The reason for the subdued reception lies not in the numbers themselves but in what they leave out. Nvidia's guidance for the second quarter of fiscal 2027 calls for revenue of roughly $91 billion, plus or minus 2%, with gross margins expected around 75%. That top line comfortably exceeds the average analyst estimate of about $87 billion. But the company explicitly excluded data-center computer sales to China from its outlook, stripping out one of the world's most powerful demand engines. For investors, this makes the guidance a cleaner — and more sobering — read on demand trends outside Beijing's reach.
The underlying strength of that ex-China demand is staggering. The data-center platform alone generated $75.2 billion in the quarter, up 21% sequentially and 92% year over year. Edge computing, the newly carved-out unit that absorbed what was once gaming and RTX Pro, contributed $6.4 billion. Within data centers, the networking business has tripled and now accounts for nearly a fifth of the segment's revenue — a clear sign that Nvidia's "full-stack AI factory" strategy, where customers buy not just chips but the entire infrastructure, is gaining traction.

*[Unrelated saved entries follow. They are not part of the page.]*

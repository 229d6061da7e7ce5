//! Sheet export: header rows → proto text → compiled binding → row data.

use std::path::Path;

use anyhow::{Context, Result, anyhow};
use log::{debug, info, warn};
use prost::Message;
use prost_reflect::{
    DescriptorPool, DynamicMessage, MessageDescriptor, Value, text_format::FormatOptions,
};

use crate::{
    cli::ExportArgs,
    compiler::{SchemaCompiler, decode_descriptor_set},
    config::{ArtifactPaths, ExportConfig},
    error::{ConvertError, ConvertResult},
    io_utils,
    proto_gen::{container_type_name, render_proto},
    registry::CommonTypes,
    sheet::{FIELD_COMMENT_ROW, FIELD_NAME_ROW, FIELD_TYPE_ROW, SheetTable, TextSource},
    tree::{BoundSchema, FinalizedSchema, SchemaBuilder},
};

const CONTAINER_ITEMS_FIELD: &str = "items";

/// What one sheet export produced.
#[derive(Debug, Clone)]
pub struct ExportSummary {
    pub sheet: String,
    pub rows: usize,
    pub paths: ArtifactPaths,
}

/// The freshly compiled schema of one sheet.
#[derive(Debug, Clone)]
pub struct CompiledSchema {
    pub pool: DescriptorPool,
    pub record: MessageDescriptor,
    pub container: MessageDescriptor,
}

pub fn execute(args: &ExportArgs) -> Result<()> {
    let mut config = ExportConfig::resolve(args.config.as_deref(), args.out_dir.as_deref())?;
    if let Some(package) = &args.package {
        config.package = package.clone();
    }
    if let Some(timezone) = args.timezone {
        config.timezone = timezone;
    }
    let source = TextSource {
        delimiter: args.delimiter,
        encoding: io_utils::resolve_encoding(args.input_encoding.as_deref())?,
    };
    let compiler = config.compiler();
    let registry = CommonTypes::load(
        compiler.as_ref(),
        &config.include_paths,
        &config.common_files,
    )
    .context("Loading common proto files")?;

    for sheet in &args.sheets {
        info!("Exporting sheet '{sheet}' from {:?}", args.input);
        let table = SheetTable::load(&args.input, sheet, source)?;
        let summary = export_sheet(&table, &config, compiler.as_ref(), &registry)
            .with_context(|| format!("Exporting sheet '{sheet}' from {:?}", args.input))?;
        info!(
            "Exported {} row(s) of sheet '{}' to {:?}",
            summary.rows, summary.sheet, summary.paths.data
        );
    }
    Ok(())
}

/// Runs the whole pipeline for one sheet. The `.proto` and `.desc` files are
/// written as soon as the schema compiles; `.data` and `.txt` only once every
/// row has been transcribed.
pub fn export_sheet(
    table: &SheetTable,
    config: &ExportConfig,
    compiler: &dyn SchemaCompiler,
    registry: &CommonTypes,
) -> Result<ExportSummary> {
    let sheet = table.name();
    let paths = config.artifact_paths(sheet);
    let previous = load_previous(config, &paths, compiler, sheet);

    let schema = build_schema(table, previous, registry)?;
    let compiled = compile_schema(&schema, config, &paths, compiler)?;
    let bound = schema
        .bind(&compiled.record)?
        .with_timezone(config.timezone);
    info!(
        "Bound sheet '{sheet}' to {} ({} node(s))",
        compiled.record.full_name(),
        bound.tree().field_count()
    );

    let container = transcribe_rows(&bound, table, &compiled.container)?;
    let rows = table.data_rows().count();

    io_utils::write_output(&paths.data, container.encode_to_vec())?;
    info!("Wrote {:?}", paths.data);
    let text = container.to_text_format_with_options(&FormatOptions::new().pretty(true));
    io_utils::write_output(&paths.text, text)?;
    info!("Wrote {:?}", paths.text);

    Ok(ExportSummary {
        sheet: sheet.to_string(),
        rows,
        paths,
    })
}

/// Ingests every column of the header rows and finalizes the tree.
pub fn build_schema(
    table: &SheetTable,
    previous: Option<MessageDescriptor>,
    registry: &CommonTypes,
) -> ConvertResult<FinalizedSchema> {
    table.ensure_header()?;
    let mut builder = SchemaBuilder::new(table.name(), previous, registry);
    for column in 0..table.column_count() {
        builder.append(
            table.header(FIELD_NAME_ROW, column),
            table.header(FIELD_TYPE_ROW, column),
            table.header(FIELD_COMMENT_ROW, column),
            column,
        )?;
    }
    let schema = builder.finish()?;
    debug!("Schema tree of '{}':\n{}", table.name(), schema.tree().dump());
    Ok(schema)
}

/// Renders and writes the proto file, compiles it, and persists the binding.
pub fn compile_schema(
    schema: &FinalizedSchema,
    config: &ExportConfig,
    paths: &ArtifactPaths,
    compiler: &dyn SchemaCompiler,
) -> Result<CompiledSchema> {
    let text = render_proto(schema, &paths.proto_file, &config.package);
    io_utils::write_output(&paths.proto, text)?;
    info!("Wrote {:?}", paths.proto);

    let pool = compiler
        .compile(
            &config.generated_include_paths(),
            std::slice::from_ref(&paths.proto_file),
        )
        .with_context(|| format!("Compiling {:?}", paths.proto))?;
    let record_name = config.message_name(schema.root_type());
    let record = pool
        .get_message_by_name(&record_name)
        .ok_or_else(|| anyhow!("Compiled schema has no message {record_name}"))?;
    let container_name = config.message_name(&container_type_name(schema.root_type()));
    let container = pool
        .get_message_by_name(&container_name)
        .ok_or_else(|| anyhow!("Compiled schema has no message {container_name}"))?;

    io_utils::write_output(&paths.binding, pool.encode_to_vec())?;
    info!("Wrote {:?}", paths.binding);
    Ok(CompiledSchema {
        pool,
        record,
        container,
    })
}

/// Transcribes every data row into a new container message.
pub fn transcribe_rows(
    bound: &BoundSchema,
    table: &SheetTable,
    container: &MessageDescriptor,
) -> ConvertResult<DynamicMessage> {
    let items = container
        .get_field_by_name(CONTAINER_ITEMS_FIELD)
        .ok_or_else(|| {
            ConvertError::mismatch(
                CONTAINER_ITEMS_FIELD,
                format!("container {} has no items field", container.full_name()),
            )
        })?;
    let mut records = Vec::new();
    for (row_number, cells) in table.data_rows() {
        debug!("Transcribing row {row_number} of '{}'", table.name());
        let mut record = bound.new_record();
        bound.transcribe_row(&mut record, cells, row_number)?;
        records.push(Value::Message(record));
    }
    let mut message = DynamicMessage::new(container.clone());
    message.set_field(&items, Value::List(records));
    Ok(message)
}

/// The sheet's message from the previous run, used to keep field numbers
/// stable. Prefers the stored binding and falls back to compiling the
/// previously generated proto file. Unusable leftovers are skipped.
pub fn load_previous(
    config: &ExportConfig,
    paths: &ArtifactPaths,
    compiler: &dyn SchemaCompiler,
    sheet: &str,
) -> Option<MessageDescriptor> {
    let pool = if paths.binding.is_file() {
        read_previous(&paths.binding, || decode_descriptor_set(&paths.binding))
    } else if paths.proto.is_file() {
        read_previous(&paths.proto, || {
            compiler.compile(
                &config.generated_include_paths(),
                std::slice::from_ref(&paths.proto_file),
            )
        })
    } else {
        None
    }?;

    let name = config.message_name(sheet);
    match pool.get_message_by_name(&name) {
        Some(message) => {
            info!("Reusing field numbers of {name} from the previous export");
            Some(message)
        }
        None => {
            warn!("Previous schema for sheet '{sheet}' has no message {name}; numbering afresh");
            None
        }
    }
}

fn read_previous(
    path: &Path,
    load: impl FnOnce() -> ConvertResult<DescriptorPool>,
) -> Option<DescriptorPool> {
    match load() {
        Ok(pool) => {
            debug!("Loaded previous schema from {path:?}");
            Some(pool)
        }
        Err(err) => {
            warn!("Ignoring previous schema {path:?}: {err}");
            None
        }
    }
}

Nvidia is simultaneously launching an offensive into territory long dominated by Intel and AMD. CEO Jensen Huang pegged the addressable market for the company's new Vera platform at $200 billion, and some analysts already expect Vera-based CPU revenue to hit $20 billion in 2026. Huang described the demand for AI infrastructure as "parabolic," with "agentic AI" — systems that act autonomously — moving from concept to reality. The upcoming Vera-Rubin architecture is slated for delivery in the second half of 2026, though Huang warned of supply constraints, as demand for leading-edge chips continues to outstrip production capacity. Cumulatively, Nvidia expects $1 trillion in AI investment needs by the end of 2027.
Should investors sell immediately? Or is it worth buying Nvidia?

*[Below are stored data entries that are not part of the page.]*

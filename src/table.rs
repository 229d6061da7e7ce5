//! Aligned plain-text table of a schema tree's fields.

use std::fmt::Write as _;

use itertools::Itertools;

use crate::tree::NodeSummary;

const HEADERS: [&str; 6] = ["path", "type", "number", "label", "repeat", "columns"];

/// Numeric columns are right-aligned, the rest left-aligned.
const RIGHT_ALIGNED: [bool; 6] = [false, false, true, false, true, false];

pub fn render_summary(nodes: &[NodeSummary]) -> String {
    let rows = nodes.iter().map(summary_cells).collect::<Vec<_>>();
    let mut widths = HEADERS.map(str::len);
    for row in &rows {
        for (width, cell) in widths.iter_mut().zip(row) {
            *width = (*width).max(cell.chars().count());
        }
    }

    let mut output = String::new();
    let _ = writeln!(output, "{}", format_row(&HEADERS.map(String::from), &widths));
    let separator = widths.map(|w| "-".repeat(w));
    let _ = writeln!(output, "{}", format_row(&separator, &widths));
    for row in &rows {
        let _ = writeln!(output, "{}", format_row(row, &widths));
    }
    output
}

pub fn print_summary(nodes: &[NodeSummary]) {
    print!("{}", render_summary(nodes));
}

fn summary_cells(node: &NodeSummary) -> [String; 6] {
    let type_name = if node.common {
        format!("{} (common)", node.type_name)
    } else {
        node.type_name.clone()
    };
    [
        node.path.clone(),
        type_name,
        node.field_number
            .map(|n| n.to_string())
            .unwrap_or_default(),
        node.label.clone(),
        node.repeated_count.to_string(),
        node.columns.iter().join(" "),
    ]
}

fn format_row(cells: &[String; 6], widths: &[usize; 6]) -> String {
    let line = cells
        .iter()
        .zip(widths)
        .zip(RIGHT_ALIGNED)
        .map(|((cell, &width), right)| {
            let cell = cell.replace(['\n', '\r', '\t'], " ");
            if right {
                format!("{cell:>width$}")
            } else {
                format!("{cell:<width$}")
            }
        })
        .join("  ");
    line.trim_end().to_string()
}
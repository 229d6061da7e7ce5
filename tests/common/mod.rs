#![allow(dead_code)]

use std::fs;
use std::path::{Path, PathBuf};

use prost_reflect::{DynamicMessage, Value};
use sheet_pb::{
    compiler::ProtoxCompiler,
    config::ExportConfig,
    data::TimeBase,
    export::{self, CompiledSchema},
    registry::CommonTypes,
    sheet::SheetTable,
    tree::BoundSchema,
};
use tempfile::{TempDir, tempdir};

/// Scratch directory helper that cleans up files automatically on drop.
pub struct TestWorkspace {
    temp_dir: TempDir,
}

impl TestWorkspace {
    /// Creates a fresh scratch directory for the current test case.
    pub fn new() -> Self {
        Self {
            temp_dir: tempdir().expect("temp dir"),
        }
    }

    /// Returns the root path for all files owned by this workspace.
    pub fn path(&self) -> &Path {
        self.temp_dir.path()
    }

    /// Writes `contents` into a file under the workspace and returns the path.
    pub fn write(&self, name: &str, contents: &str) -> PathBuf {
        let path = self.temp_dir.path().join(name);
        if let Some(parent) = path.parent() {
            fs::create_dir_all(parent).expect("create parent dirs");
        }
        fs::write(&path, contents).expect("write temp file contents");
        path
    }

    /// Writes `rows` as a comma-separated sheet.
    pub fn write_sheet(&self, name: &str, rows: &[&[&str]]) -> PathBuf {
        self.write(name, &csv_text(rows))
    }

    /// Default configuration with every output directory inside the workspace
    /// and `DateTime` cells read as UTC.
    pub fn config(&self) -> ExportConfig {
        ExportConfig {
            timezone: TimeBase::Utc,
            ..ExportConfig::default()
        }
        .rooted_at(self.path())
    }

    /// Configuration that also registers `common/conf_struct.proto`.
    pub fn config_with_common(&self, proto: &str) -> ExportConfig {
        self.write("common/conf_struct.proto", proto);
        ExportConfig {
            include_paths: vec![self.path().join("common")],
            common_files: vec!["conf_struct.proto".to_string()],
            ..self.config()
        }
    }
}

pub fn csv_text(rows: &[&[&str]]) -> String {
    rows.iter()
        .map(|row| row.join(","))
        .collect::<Vec<_>>()
        .join("\n")
        + "\n"
}

pub fn sheet(name: &str, rows: &[&[&str]]) -> SheetTable {
    SheetTable::new(
        name,
        rows.iter()
            .map(|row| row.iter().map(|cell| cell.to_string()).collect())
            .collect(),
    )
}

pub fn registry(config: &ExportConfig) -> CommonTypes {
    CommonTypes::load(&ProtoxCompiler, &config.include_paths, &config.common_files)
        .expect("load common types")
}

/// Builds, compiles and binds `table` inside the workspace.
pub fn bind_sheet(config: &ExportConfig, table: &SheetTable) -> (BoundSchema, CompiledSchema) {
    let registry = registry(config);
    let paths = config.artifact_paths(table.name());
    let schema = export::build_schema(table, None, &registry).expect("build schema");
    let compiled =
        export::compile_schema(&schema, config, &paths, &ProtoxCompiler).expect("compile schema");
    let bound = schema
        .bind(&compiled.record)
        .expect("bind schema")
        .with_timezone(config.timezone);
    (bound, compiled)
}

/// Transcribes every data row of `table` into standalone records.
pub fn records(config: &ExportConfig, table: &SheetTable) -> Vec<DynamicMessage> {
    let (bound, _) = bind_sheet(config, table);
    table
        .data_rows()
        .map(|(row_number, cells)| {
            let mut record = bound.new_record();
            bound
                .transcribe_row(&mut record, cells, row_number)
                .expect("transcribe row");
            record
        })
        .collect()
}

pub fn field(message: &DynamicMessage, name: &str) -> Value {
    message
        .get_field_by_name(name)
        .unwrap_or_else(|| panic!("no field {name}"))
        .into_owned()
}

pub fn list(message: &DynamicMessage, name: &str) -> Vec<Value> {
    field(message, name)
        .as_list()
        .unwrap_or_else(|| panic!("{name} is not a list"))
        .to_vec()
}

To underwrite these ambitions, Nvidia is returning mountains of cash to shareholders. Free cash flow in the quarter reached $48.6 billion, and the board authorized an additional $80 billion in share buybacks, bringing the total repurchase program to around $120 billion. The quarterly dividend was raised to $0.25 a share. Analysts have responded with upbeat targets: Bank of America increased its price objective to $350, while Morningstar pegs fair value at $280.

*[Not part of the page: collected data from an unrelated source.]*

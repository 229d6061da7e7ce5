use std::collections::BTreeSet;

use super::{NodeId, SchemaTree};
use crate::error::{ConvertError, ConvertResult};

/// Tree with every field numbered and repetition flags settled.
#[derive(Debug, Clone)]
pub struct FinalizedSchema {
    pub(super) tree: SchemaTree,
    imports: BTreeSet<String>,
}

impl FinalizedSchema {
    pub(super) fn finalize(mut tree: SchemaTree, imports: BTreeSet<String>) -> ConvertResult<Self> {
        let root = tree.root();
        if tree.children(root).is_empty() {
            return Err(ConvertError::Structural {
                sheet: tree.node(root).type_name().to_string(),
                message: "no column declares a field".to_string(),
            });
        }
        check_and_finish(&mut tree, root);
        Ok(FinalizedSchema { tree, imports })
    }

    pub fn tree(&self) -> &SchemaTree {
        &self.tree
    }

    /// Proto files of the common types the sheet references.
    pub fn imports(&self) -> &BTreeSet<String> {
        &self.imports
    }

    /// Name of the root message (the sheet identifier).
    pub fn root_type(&self) -> &str {
        self.tree.node(self.tree.root()).type_name()
    }
}

fn check_and_finish(tree: &mut SchemaTree, group: NodeId) {
    let children = tree.children(group).to_vec();
    let mut next_number = children
        .iter()
        .filter_map(|child| tree.node(*child).field_number)
        .max()
        .unwrap_or(0)
        + 1;
    for child in children {
        let node = tree.node_mut(child);
        if node.field_number.is_none() {
            node.field_number = Some(next_number);
            next_number += 1;
        }
        if node.repeated_count > 1 {
            node.is_repeated = true;
        }
        if node.is_group() {
            check_and_finish(tree, child);
        }
    }
}
use prost_reflect::MessageDescriptor;

use super::{CoercionKind, FieldBinding, FinalizedSchema, NodeId, SchemaTree};
use crate::{
    data::TimeBase,
    error::{ConvertError, ConvertResult},
};

/// Tree whose nodes carry the compiled schema's field descriptors.
///
/// Never mutated after binding, so one instance can serve any number of rows
/// (and threads).
#[derive(Debug, Clone)]
pub struct BoundSchema {
    pub(crate) tree: SchemaTree,
    pub(crate) message: MessageDescriptor,
    pub(crate) timezone: TimeBase,
}

impl FinalizedSchema {
    /// Attaches field metadata from `message`, the compiled root message.
    pub fn bind(self, message: &MessageDescriptor) -> ConvertResult<BoundSchema> {
        let mut tree = self.tree;
        let root = tree.root();
        recheck_field_desc(&mut tree, root, message)?;
        tree.node_mut(root).message = Some(message.clone());
        Ok(BoundSchema {
            tree,
            message: message.clone(),
            timezone: TimeBase::default(),
        })
    }
}

impl BoundSchema {
    /// Time zone used to turn `DateTime` cells into epoch seconds.
    pub fn with_timezone(mut self, timezone: TimeBase) -> Self {
        self.timezone = timezone;
        self
    }

    pub fn tree(&self) -> &SchemaTree {
        &self.tree
    }

    pub fn message(&self) -> &MessageDescriptor {
        &self.message
    }
}

fn recheck_field_desc(
    tree: &mut SchemaTree,
    group: NodeId,
    message: &MessageDescriptor,
) -> ConvertResult<()> {
    for child in tree.children(group).to_vec() {
        let path = tree.path(child);
        let node = tree.node(child);
        let field = message.get_field_by_name(&node.name).ok_or_else(|| {
            ConvertError::mismatch(
                &path,
                format!("field is missing from compiled message {}", message.full_name()),
            )
        })?;
        if field.is_list() != node.is_list() {
            return Err(ConvertError::mismatch(
                &path,
                format!(
                    "compiled field is {} but the sheet declares it {}",
                    if field.is_list() { "repeated" } else { "singular" },
                    if node.is_list() { "repeated" } else { "singular" },
                ),
            ));
        }
        let binding = FieldBinding::new(field.clone());

        if node.is_group() {
            let nested = field.kind().as_message().cloned().ok_or_else(|| {
                ConvertError::mismatch(&path, "compiled field is not a message")
            })?;
            if !node.is_common_type && nested.name() != node.type_name() {
                return Err(ConvertError::mismatch(
                    &path,
                    format!(
                        "nested type {} is missing from compiled message {}",
                        node.type_name(),
                        message.full_name()
                    ),
                ));
            }
            let node = tree.node_mut(child);
            node.message = Some(nested.clone());
            node.field = Some(binding);
            recheck_field_desc(tree, child, &nested)?;
        } else {
            if binding.coercion == CoercionKind::Message {
                return Err(ConvertError::mismatch(
                    &path,
                    format!(
                        "message field {} cannot be filled from a single column",
                        field.full_name()
                    ),
                ));
            }
            tree.node_mut(child).field = Some(binding);
        }
    }
    Ok(())
}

The company also overhauled its reporting structure, splitting into two platforms: Data Center and Edge Computing. Within Data Center, Nvidia will now break out hyperscalers separately from a new ACIE category covering AI clouds, industrial clients, and enterprise customers. And in a move that underscores the AI-first priority, the company stopped reporting standalone graphics chip sales. Consumer hardware has been folded into edge computing, a segment that is still small but grew rapidly in the quarter.
China remains the elephant in the room. Strict export controls have reduced high-end Hopper chip sales to the country to zero, a gap that Nvidia is trying to fill with "sovereign AI" projects — government-backed initiatives that are expected to contribute more than $30 billion this year. Hyperscaler spending, meanwhile, surged 115% as cloud giants continue to pour capital into Nvidia's infrastructure. The question for investors is no longer whether the AI boom is real — the record numbers have settled that — but how sustainable growth will be without the China market and how quickly the customer base can broaden into enterprise and industry.
Nvidia at a turning point? This analysis reveals what investors need to know now.
For all the bullish signals — the guidance beat, the buyback, the CPU dream — the stock's reluctance to rally suggests the market is demanding proof of diversification beyond hyperscaler hype. Nvidia has pushed its chips to the center of the table. Now it has to show it can play that winning hand without one of its biggest betting partners.